The expected output is every line below, reproduced exactly.

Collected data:
- - - - - - -

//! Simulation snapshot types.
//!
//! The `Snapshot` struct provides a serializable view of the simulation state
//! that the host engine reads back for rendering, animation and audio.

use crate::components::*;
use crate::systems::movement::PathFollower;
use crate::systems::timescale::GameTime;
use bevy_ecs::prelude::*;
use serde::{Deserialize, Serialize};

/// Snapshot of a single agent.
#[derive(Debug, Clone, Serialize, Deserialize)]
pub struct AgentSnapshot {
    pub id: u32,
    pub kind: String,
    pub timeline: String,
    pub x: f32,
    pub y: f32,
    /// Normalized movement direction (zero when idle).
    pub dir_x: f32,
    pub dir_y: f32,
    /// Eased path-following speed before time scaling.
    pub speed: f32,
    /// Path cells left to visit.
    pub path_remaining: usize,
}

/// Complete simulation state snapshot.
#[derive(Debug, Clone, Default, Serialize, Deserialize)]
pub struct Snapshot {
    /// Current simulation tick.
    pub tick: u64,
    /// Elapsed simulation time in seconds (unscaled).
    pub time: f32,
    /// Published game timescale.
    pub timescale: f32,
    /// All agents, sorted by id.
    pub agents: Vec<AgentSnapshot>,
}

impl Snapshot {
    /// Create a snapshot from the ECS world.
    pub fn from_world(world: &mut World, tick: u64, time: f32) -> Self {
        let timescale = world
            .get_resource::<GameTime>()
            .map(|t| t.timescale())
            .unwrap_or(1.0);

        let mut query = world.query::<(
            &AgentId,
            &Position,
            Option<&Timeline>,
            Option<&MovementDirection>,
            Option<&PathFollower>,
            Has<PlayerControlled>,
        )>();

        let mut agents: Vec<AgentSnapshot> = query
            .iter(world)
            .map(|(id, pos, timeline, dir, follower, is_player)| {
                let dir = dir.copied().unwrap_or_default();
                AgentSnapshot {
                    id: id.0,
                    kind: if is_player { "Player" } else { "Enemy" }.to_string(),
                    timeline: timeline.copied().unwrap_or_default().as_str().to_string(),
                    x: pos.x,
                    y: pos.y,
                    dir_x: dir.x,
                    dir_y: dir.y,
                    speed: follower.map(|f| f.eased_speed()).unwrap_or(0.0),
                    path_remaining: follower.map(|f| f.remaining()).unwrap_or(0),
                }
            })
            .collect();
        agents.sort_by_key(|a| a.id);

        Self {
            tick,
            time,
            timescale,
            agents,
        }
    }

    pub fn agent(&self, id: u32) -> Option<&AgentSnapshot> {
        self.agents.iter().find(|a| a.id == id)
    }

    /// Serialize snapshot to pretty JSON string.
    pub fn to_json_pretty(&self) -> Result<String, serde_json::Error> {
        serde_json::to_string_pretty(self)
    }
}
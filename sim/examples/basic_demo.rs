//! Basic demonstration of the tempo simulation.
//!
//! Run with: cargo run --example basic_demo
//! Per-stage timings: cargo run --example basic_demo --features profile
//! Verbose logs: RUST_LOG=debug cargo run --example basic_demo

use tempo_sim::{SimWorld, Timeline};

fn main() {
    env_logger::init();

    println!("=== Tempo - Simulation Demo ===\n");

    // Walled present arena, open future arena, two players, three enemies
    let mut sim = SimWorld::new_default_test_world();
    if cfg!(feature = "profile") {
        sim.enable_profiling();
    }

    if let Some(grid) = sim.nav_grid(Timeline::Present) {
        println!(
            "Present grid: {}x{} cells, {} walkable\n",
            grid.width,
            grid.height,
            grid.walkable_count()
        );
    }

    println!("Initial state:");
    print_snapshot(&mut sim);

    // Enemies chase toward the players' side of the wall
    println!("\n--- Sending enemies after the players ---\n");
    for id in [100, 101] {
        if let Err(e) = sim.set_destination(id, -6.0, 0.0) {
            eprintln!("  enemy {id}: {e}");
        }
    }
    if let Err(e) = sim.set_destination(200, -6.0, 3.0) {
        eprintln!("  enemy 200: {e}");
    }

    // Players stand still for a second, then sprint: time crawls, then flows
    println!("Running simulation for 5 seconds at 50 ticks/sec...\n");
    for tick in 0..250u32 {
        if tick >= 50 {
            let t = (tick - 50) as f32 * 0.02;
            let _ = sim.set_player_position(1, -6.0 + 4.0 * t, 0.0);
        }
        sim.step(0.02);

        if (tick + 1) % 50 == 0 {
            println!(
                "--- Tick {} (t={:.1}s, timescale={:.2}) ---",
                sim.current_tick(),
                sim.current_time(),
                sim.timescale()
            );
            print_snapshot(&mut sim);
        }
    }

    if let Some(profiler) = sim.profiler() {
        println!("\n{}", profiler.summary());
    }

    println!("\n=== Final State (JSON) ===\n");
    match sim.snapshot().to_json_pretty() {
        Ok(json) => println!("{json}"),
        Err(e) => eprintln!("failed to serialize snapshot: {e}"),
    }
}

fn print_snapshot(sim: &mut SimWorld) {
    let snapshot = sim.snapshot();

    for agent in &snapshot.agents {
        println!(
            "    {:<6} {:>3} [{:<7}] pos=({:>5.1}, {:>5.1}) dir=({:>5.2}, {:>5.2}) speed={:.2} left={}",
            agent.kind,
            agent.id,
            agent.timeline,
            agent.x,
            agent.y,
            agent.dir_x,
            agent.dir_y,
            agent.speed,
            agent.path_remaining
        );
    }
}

- - - - - - -

## SOLVED PROBLEM
//! Simulation snapshot types.
//!
//! The `Snapshot` struct provides a serializable view of the simulation state
//! that the host engine reads back for rendering, animation and audio.

use crate::components::*;
use crate::systems::movement::PathFollower;
use crate::systems::timescale::GameTime;
use bevy_ecs::prelude::*;
use serde::{Deserialize, Serialize};

/// Snapshot of a single agent.
#[derive(Debug, Clone, Serialize, Deserialize)]
pub struct AgentSnapshot {
    pub id: u32,
    pub kind: String,
    pub timeline: String,
    pub x: f32,
    pub y: f32,
    /// Normalized movement direction (zero when idle).
    pub dir_x: f32,
    pub dir_y: f32,
    /// Eased path-following speed before time scaling.
    pub speed: f32,
    /// Path cells left to visit.
    pub path_remaining: usize,
}

/// Complete simulation state snapshot.
#[derive(Debug, Clone, Default, Serialize, Deserialize)]
pub struct Snapshot {
    /// Current simulation tick.
    pub tick: u64,
    /// Elapsed simulation time in seconds (unscaled).
    pub time: f32,
    /// Published game timescale.
    pub timescale: f32,
    /// All agents, sorted by id.
    pub agents: Vec<AgentSnapshot>,
}

impl Snapshot {
    /// Create a snapshot from the ECS world.
    pub fn from_world(world: &mut World, tick: u64, time: f32) -> Self {
        let timescale = world
            .get_resource::<GameTime>()
            .map(|t| t.timescale())
            .unwrap_or(1.0);

        let mut query = world.query::<(
            &AgentId,
            &Position,
            Option<&Timeline>,
            Option<&MovementDirection>,
            Option<&PathFollower>,
            Has<PlayerControlled>,
        )>();

        let mut agents: Vec<AgentSnapshot> = query
            .iter(world)
            .map(|(id, pos, timeline, dir, follower, is_player)| {
                let dir = dir.copied().unwrap_or_default();
                AgentSnapshot {
                    id: id.0,
                    kind: if is_player { "Player" } else { "Enemy" }.to_string(),
                    timeline: timeline.copied().unwrap_or_default().as_str().to_string(),
                    x: pos.x,
                    y: pos.y,
                    dir_x: dir.x,
                    dir_y: dir.y,
                    speed: follower.map(|f| f.eased_speed()).unwrap_or(0.0),
                    path_remaining: follower.map(|f| f.remaining()).unwrap_or(0),
                }
            })
            .collect();
        agents.sort_by_key(|a| a.id);

        Self {
            tick,
            time,
            timescale,
            agents,
        }
    }

    pub fn agent(&self, id: u32) -> Option<&AgentSnapshot> {
        self.agents.iter().find(|a| a.id == id)
    }

    /// Serialize snapshot to pretty JSON string.
    pub fn to_json_pretty(&self) -> Result<String, serde_json::Error> {
        serde_json::to_string_pretty(self)
    }
}
filename sim/examples/basic_demo.rs
//! Basic demonstration of the tempo simulation.
//!
//! Run with: cargo run --example basic_demo
//! Per-stage timings: cargo run --example basic_demo --features profile
//! Verbose logs: RUST_LOG=debug cargo run --example basic_demo

use tempo_sim::{SimWorld, Timeline};

fn main() {
    env_logger::init();

    println!("=== Tempo - Simulation Demo ===\n");

    // Walled present arena, open future arena, two players, three enemies
    let mut sim = SimWorld::new_default_test_world();
    if cfg!(feature = "profile") {
        sim.enable_profiling();
    }

    if let Some(grid) = sim.nav_grid(Timeline::Present) {
        println!(
            "Present grid: {}x{} cells, {} walkable\n",
            grid.width,
            grid.height,
            grid.walkable_count()
        );
    }

    println!("Initial state:");
    print_snapshot(&mut sim);

    // Enemies chase toward the players' side of the wall
    println!("\n--- Sending enemies after the players ---\n");
    for id in [100, 101] {
        if let Err(e) = sim.set_destination(id, -6.0, 0.0) {
            eprintln!("  enemy {id}: {e}");
        }
    }
    if let Err(e) = sim.set_destination(200, -6.0, 3.0) {
        eprintln!("  enemy 200: {e}");
    }

    // Players stand still for a second, then sprint: time crawls, then flows
    println!("Running simulation for 5 seconds at 50 ticks/sec...\n");
    for tick in 0..250u32 {
        if tick >= 50 {
            let t = (tick - 50) as f32 * 0.02;
            let _ = sim.set_player_position(1, -6.0 + 4.0 * t, 0.0);
        }
        sim.step(0.02);

        if (tick + 1) % 50 == 0 {
            println!(
                "--- Tick {} (t={:.1}s, timescale={:.2}) ---",
                sim.current_tick(),
                sim.current_time(),
                sim.timescale()
            );
            print_snapshot(&mut sim);
        }
    }

    if let Some(profiler) = sim.profiler() {
        println!("\n{}", profiler.summary());
    }

    println!("\n=== Final State (JSON) ===\n");
    match sim.snapshot().to_json_pretty() {
        Ok(json) => println!("{json}"),
        Err(e) => eprintln!("failed to serialize snapshot: {e}"),
    }
}

fn print_snapshot(sim: &mut SimWorld) {
    let snapshot = sim.snapshot();

    for agent in &snapshot.agents {
        println!(
            "    {:<6} {:>3} [{:<7}] pos=({:>5.1}, {:>5.1}) dir=({:>5.2}, {:>5.2}) speed={:.2} left={}",
            agent.kind,
            agent.id,
            agent.timeline,
            agent.x,
            agent.y,
            agent.dir_x,
            agent.dir_y,
            agent.speed,
            agent.path_remaining
        );
    }
}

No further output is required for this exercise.